Un sous-objectif dédié à l’adaptation dans la COP21
L’objectif des 100 milliards de dollars se rapproche. "Sur la base des évaluations de l'OCDE et des engagements annoncés à Lima, notamment par les banques de développement, les 100 milliards de dollars annuels promis par les pays du Nord vers les pays du Sud en 2020 doivent désormais pouvoir être atteints" a estimé Laurent Fabius, le ministre des Affaires étrangères et futur président de la COP21. "Si les efforts nouveaux nécessaires des pays, des banques multilatérales et du secteur privé sont confirmés, cela constituera un atout essentiel pour le succès de la COP21", a-t-il ajouté.
Si les ONG saluent ces annonces, elles pointent du doigt une nouvelle fois le manque de fonds destinés à l’adaptation et la part des dons trop faible."C’est un progrès de la part des banques multilatérales, et cela permet de mettre la pression sur les pays qui n’ont encore fait aucune annonce sur les 100 milliards, tels que les Etats-Unis, l’Australie, le Canada ou le Japon, explique Armelle Le Comte, chargée de plaidoyer climat chez Oxfam. Mais derrière ces chiffres, on voit bien que l’adaptation n’est pas assez prise en compte et que l’argent ne va pas aux plus pauvres." L’ONG estime ainsi que seuls 1 à 2 milliards de dollars de dons purs sont consacrés à l’adaptation chaque année.

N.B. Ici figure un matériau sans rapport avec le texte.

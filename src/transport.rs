//! Transport layer for HART-IP communication.
//!
//! The transport only moves whole HART-IP messages as bytes; it knows the
//! header layout just well enough to frame a TCP stream. Two transports
//! implement the [`Transport`] trait:
//!
//! - [`TcpTransport`] - connected stream, framed by the header byte count
//! - [`UdpTransport`] - datagrams; learns the server's reply port from the
//!   first response
//!
//! # Constants
//!
//! - [`HART_IP_PORT`] - Well-known HART-IP port (5094)
//! - [`DEFAULT_SOCKET_TIMEOUT`] - Default socket timeout (60 seconds)
//! - [`MIN_SOCKET_TIMEOUT`] - Socket timeouts are never set below this
//!
//! # Example
//!
//! ```no_run
//! use hart_ip::transport::{self, TransportKind, HART_IP_PORT};
//! use std::time::Duration;
//!
//! let addr = transport::resolve_host("192.168.1.20", HART_IP_PORT).unwrap();
//! let link = transport::connect(TransportKind::Udp, addr, Duration::from_secs(60)).unwrap();
//! link.send(&[1, 0, 2, 0, 0, 1, 0, 8]).unwrap();
//! let reply = link.receive().unwrap();
//! ```

use std::fmt;
use std::io::{self, Read, Write};
use std::net::{
    IpAddr, Ipv4Addr, Ipv6Addr, Shutdown, SocketAddr, TcpStream, ToSocketAddrs, UdpSocket,
};
use std::sync::atomic::{AtomicBool, Ordering};
use std::sync::Arc;
use std::time::Duration;

use parking_lot::Mutex;

use crate::error::{HartError, Result};
use crate::header::HEADER_SIZE;

/// Well-known HART-IP port.
pub const HART_IP_PORT: u16 = 5094;

/// Default socket send/receive timeout.
pub const DEFAULT_SOCKET_TIMEOUT: Duration = Duration::from_secs(60);

/// Lower bound applied to socket timeouts.
pub const MIN_SOCKET_TIMEOUT: Duration = Duration::from_secs(30);

/// Receive buffer size for datagrams.
pub const MAX_DATAGRAM_SIZE: usize = 2048;

/// Kind of transport used for a HART-IP session.
#[derive(Debug, Clone, Copy, PartialEq, Eq, Hash)]
#[cfg_attr(feature = "serde", derive(serde::Serialize, serde::Deserialize))]
pub enum TransportKind {
    /// UDP datagrams.
    Udp,
    /// TCP stream.
    Tcp,
    /// TLS over TCP; reserved.
    SecuredTcp,
}

impl TransportKind {
    /// Returns whether the transport keeps a connection (TCP flavours).
    pub fn is_connection_oriented(self) -> bool {
        !matches!(self, Self::Udp)
    }
}

impl fmt::Display for TransportKind {
    fn fmt(&self, f: &mut fmt::Formatter<'_>) -> fmt::Result {
        f.write_str(match self {
            Self::Udp => "UDP",
            Self::Tcp => "TCP",
            Self::SecuredTcp => "Secured TCP",
        })
    }
}

/// Byte transport carrying complete HART-IP messages.
///
/// Implementations are shared between the background reader, which calls
/// [`receive`](Transport::receive), and caller threads, which call
/// [`send`](Transport::send).
pub trait Transport: Send + Sync + fmt::Debug {
    /// Transport kind.
    fn kind(&self) -> TransportKind;

    /// Address requests are sent to.
    fn peer_addr(&self) -> SocketAddr;

    /// Sends one complete message.
    fn send(&self, data: &[u8]) -> Result<()>;

    /// Blocks until one complete message arrives.
    ///
    /// Returns `HartError::Timeout` when the socket timeout expires and
    /// `HartError::ConnectionClosed` once the peer or [`shutdown`](Transport::shutdown)
    /// closed the transport.
    fn receive(&self) -> Result<Vec<u8>>;

    /// Closes the transport and wakes a blocked [`receive`](Transport::receive).
    fn shutdown(&self);

    /// Returns whether [`shutdown`](Transport::shutdown) was called.
    fn is_closed(&self) -> bool;
}

/// Socket timeout actually applied for a requested value.
pub fn effective_socket_timeout(requested: Duration) -> Duration {
    requested.max(MIN_SOCKET_TIMEOUT)
}

/// Opens a transport of the given kind to `addr`.
///
/// # Errors
///
/// - `HartError::UnsupportedTransport` for [`TransportKind::SecuredTcp`]
/// - `HartError::Io` / `HartError::Timeout` if the socket cannot be set up
pub fn connect(kind: TransportKind, addr: SocketAddr, timeout: Duration) -> Result<Arc<dyn Transport>> {
    let timeout = effective_socket_timeout(timeout);
    match kind {
        TransportKind::Udp => Ok(Arc::new(UdpTransport::connect(addr, timeout)?)),
        TransportKind::Tcp => Ok(Arc::new(TcpTransport::connect(addr, timeout)?)),
        TransportKind::SecuredTcp => Err(HartError::UnsupportedTransport("secured TCP")),
    }
}

/// Parses `host` as a dotted-quad IPv4 literal whose first octet is 1-255.
pub fn parse_dotted_quad(host: &str) -> Option<Ipv4Addr> {
    let mut octets = [0u8; 4];
    let mut parts = host.split('.');
    for octet in octets.iter_mut() {
        let part = parts.next()?;
        if part.is_empty() || part.len() > 3 || !part.bytes().all(|b| b.is_ascii_digit()) {
            return None;
        }
        *octet = part.parse().ok()?;
    }
    if parts.next().is_some() || octets[0] == 0 {
        return None;
    }
    Some(Ipv4Addr::from(octets))
}

/// Resolves a host name or dotted-quad literal to a socket address.
///
/// Dotted-quad literals are used as-is; anything else goes through the
/// system resolver, preferring an IPv4 result.
///
/// # Errors
///
/// Returns `HartError::Resolve` if the name cannot be resolved.
///
/// # Example
///
/// ```
/// use hart_ip::transport::resolve_host;
///
/// let addr = resolve_host("10.0.0.7", 5094).unwrap();
/// assert_eq!(addr.to_string(), "10.0.0.7:5094");
/// ```
pub fn resolve_host(host: &str, port: u16) -> Result<SocketAddr> {
    if let Some(ip) = parse_dotted_quad(host) {
        return Ok(SocketAddr::new(IpAddr::V4(ip), port));
    }

    let resolve_error = |reason: String| HartError::Resolve {
        host: host.to_string(),
        reason,
    };
    let addrs: Vec<SocketAddr> = (host, port)
        .to_socket_addrs()
        .map_err(|e| resolve_error(e.to_string()))?
        .collect();

    addrs
        .iter()
        .find(|a| a.is_ipv4())
        .or_else(|| addrs.first())
        .copied()
        .ok_or_else(|| resolve_error("no address found".to_string()))
}

fn map_io_error(err: io::Error, closed: &AtomicBool) -> HartError {
    if closed.load(Ordering::Acquire) {
        return HartError::ConnectionClosed;
    }
    match err.kind() {
        io::ErrorKind::WouldBlock | io::ErrorKind::TimedOut => HartError::Timeout,
        io::ErrorKind::UnexpectedEof
        | io::ErrorKind::ConnectionReset
        | io::ErrorKind::ConnectionAborted
        | io::ErrorKind::BrokenPipe
        | io::ErrorKind::NotConnected => HartError::ConnectionClosed,
        _ => HartError::Io(err),
    }
}

/// TCP transport.
pub struct TcpTransport {
    writer: Mutex<TcpStream>,
    reader: Mutex<TcpStream>,
    control: TcpStream,
    peer: SocketAddr,
    closed: AtomicBool,
}

impl TcpTransport {
    /// Connects to `addr` with `timeout` as connect, send and receive timeout.
    ///
    /// # Errors
    ///
    /// Returns an error if the connection cannot be established.
    pub fn connect(addr: SocketAddr, timeout: Duration) -> Result<Self> {
        let closed = AtomicBool::new(false);
        let stream =
            TcpStream::connect_timeout(&addr, timeout).map_err(|e| map_io_error(e, &closed))?;
        stream.set_read_timeout(Some(timeout))?;
        stream.set_write_timeout(Some(timeout))?;
        stream.set_nodelay(true)?;

        Ok(Self {
            reader: Mutex::new(stream.try_clone()?),
            control: stream.try_clone()?,
            writer: Mutex::new(stream),
            peer: addr,
            closed,
        })
    }

    /// Reads exactly `buf.len()` bytes. A timeout once part of a frame was
    /// consumed leaves the stream unframed and is reported as closed.
    fn read_frame_part(&self, reader: &mut TcpStream, buf: &mut [u8], mid_frame: bool) -> Result<()> {
        read_full(reader, buf).map_err(|(err, filled)| match map_io_error(err, &self.closed) {
            HartError::Timeout if mid_frame || filled > 0 => {
                log::warn!(
                    "TCP receive timed out inside a message from {}, stream framing lost",
                    self.peer
                );
                HartError::ConnectionClosed
            }
            other => other,
        })
    }
}

/// Fills `buf` from `reader`. On failure returns the error together with the
/// number of bytes that did arrive.
fn read_full(reader: &mut impl Read, buf: &mut [u8]) -> std::result::Result<(), (io::Error, usize)> {
    let mut filled = 0;
    while filled < buf.len() {
        match reader.read(&mut buf[filled..]) {
            Ok(0) => return Err((io::ErrorKind::UnexpectedEof.into(), filled)),
            Ok(n) => filled += n,
            Err(e) if e.kind() == io::ErrorKind::Interrupted => {}
            Err(e) => return Err((e, filled)),
        }
    }
    Ok(())
}

impl Transport for TcpTransport {
    fn kind(&self) -> TransportKind {
        TransportKind::Tcp
    }

    fn peer_addr(&self) -> SocketAddr {
        self.peer
    }

    fn send(&self, data: &[u8]) -> Result<()> {
        if self.is_closed() {
            return Err(HartError::ConnectionClosed);
        }
        let mut writer = self.writer.lock();
        writer
            .write_all(data)
            .and_then(|_| writer.flush())
            .map_err(|e| map_io_error(e, &self.closed))
    }

    fn receive(&self) -> Result<Vec<u8>> {
        if self.is_closed() {
            return Err(HartError::ConnectionClosed);
        }
        let mut reader = self.reader.lock();

        let mut message = vec![0u8; HEADER_SIZE];
        self.read_frame_part(&mut reader, &mut message, false)?;

        let byte_count = usize::from(u16::from_be_bytes([message[6], message[7]]));
        let body_len = byte_count.saturating_sub(HEADER_SIZE);
        message.resize(HEADER_SIZE + body_len, 0);
        self.read_frame_part(&mut reader, &mut message[HEADER_SIZE..], true)?;
        Ok(message)
    }

    fn shutdown(&self) {
        self.closed.store(true, Ordering::Release);
        // NotConnected here only means the peer went first
        let _ = self.control.shutdown(Shutdown::Both);
    }

    fn is_closed(&self) -> bool {
        self.closed.load(Ordering::Acquire)
    }
}

impl fmt::Debug for TcpTransport {
    fn fmt(&self, f: &mut fmt::Formatter<'_>) -> fmt::Result {
        f.debug_struct("TcpTransport")
            .field("peer", &self.peer)
            .field("local_addr", &self.control.local_addr().ok())
            .field("closed", &self.is_closed())
            .finish()
    }
}

/// UDP transport.
pub struct UdpTransport {
    socket: UdpSocket,
    destination: Mutex<SocketAddr>,
    port_learned: AtomicBool,
    closed: AtomicBool,
}

impl UdpTransport {
    /// Binds an ephemeral local port and records `addr` as the destination.
    ///
    /// # Errors
    ///
    /// Returns an I/O error if the socket cannot be created or configured.
    pub fn connect(addr: SocketAddr, timeout: Duration) -> Result<Self> {
        let local: SocketAddr = if addr.is_ipv4() {
            (Ipv4Addr::UNSPECIFIED, 0).into()
        } else {
            (Ipv6Addr::UNSPECIFIED, 0).into()
        };
        let socket = UdpSocket::bind(local)?;
        socket.set_read_timeout(Some(timeout))?;
        socket.set_write_timeout(Some(timeout))?;

        Ok(Self {
            socket,
            destination: Mutex::new(addr),
            port_learned: AtomicBool::new(false),
            closed: AtomicBool::new(false),
        })
    }

    /// Local address of the socket.
    pub fn local_addr(&self) -> Result<SocketAddr> {
        Ok(self.socket.local_addr()?)
    }
}

impl Transport for UdpTransport {
    fn kind(&self) -> TransportKind {
        TransportKind::Udp
    }

    fn peer_addr(&self) -> SocketAddr {
        *self.destination.lock()
    }

    fn send(&self, data: &[u8]) -> Result<()> {
        if self.is_closed() {
            return Err(HartError::ConnectionClosed);
        }
        let destination = self.peer_addr();
        self.socket
            .send_to(data, destination)
            .map(|_| ())
            .map_err(|e| map_io_error(e, &self.closed))
    }

    fn receive(&self) -> Result<Vec<u8>> {
        let mut buffer = vec![0u8; MAX_DATAGRAM_SIZE];
        loop {
            if self.is_closed() {
                return Err(HartError::ConnectionClosed);
            }
            let (size, from) = self
                .socket
                .recv_from(&mut buffer)
                .map_err(|e| map_io_error(e, &self.closed))?;
            if self.is_closed() {
                return Err(HartError::ConnectionClosed);
            }
            if size == 0 {
                continue;
            }

            if !self.port_learned.swap(true, Ordering::AcqRel) {
                let mut destination = self.destination.lock();
                if destination.port() != from.port() {
                    log::debug!(
                        "HART-IP server replied from port {}, redirecting requests",
                        from.port()
                    );
                    destination.set_port(from.port());
                }
            }

            buffer.truncate(size);
            return Ok(buffer);
        }
    }

    fn shutdown(&self) {
        if self.closed.swap(true, Ordering::AcqRel) {
            return;
        }
        // an empty datagram to ourselves unblocks recv_from
        if let Ok(local) = self.socket.local_addr() {
            let wake: SocketAddr = if local.is_ipv4() {
                (Ipv4Addr::LOCALHOST, local.port()).into()
            } else {
                (Ipv6Addr::LOCALHOST, local.port()).into()
            };
            let _ = self.socket.send_to(&[], wake);
        }
    }

    fn is_closed(&self) -> bool {
        self.closed.load(Ordering::Acquire)
    }
}

impl fmt::Debug for UdpTransport {
    fn fmt(&self, f: &mut fmt::Formatter<'_>) -> fmt::Result {
        f.debug_struct("UdpTransport")
            .field("destination", &self.peer_addr())
            .field("local_addr", &self.socket.local_addr().ok())
            .field("closed", &self.is_closed())
            .finish()
    }
}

Elle souhaite que 50% des financements publics y soient consacrés et que cette question soit prise en compte dans l’accord de Paris.
Pascal Canfin, ancien ministre du Développement aujourd’hui conseiller pour le World Resources Institute (WRI) plaide lui aussi pour qu’un "un sous-objectif soit inscrit dans l’accord afin de faire grossir l’enveloppe de l’adaptation". Le sujet sera au programme du dernier round de négociations qui s’ouvre lundi prochain à Bonn, en Allemagne. Par ailleurs, plusieurs études sont dans les tuyaux des Nations Unies mais aussi du Conseil de stabilité financière (FSB) qui réunit banquiers centraux et experts de la régulation financière, pour faire le point sur la participation de la finance privée à la lutte contre le réchauffement climatique.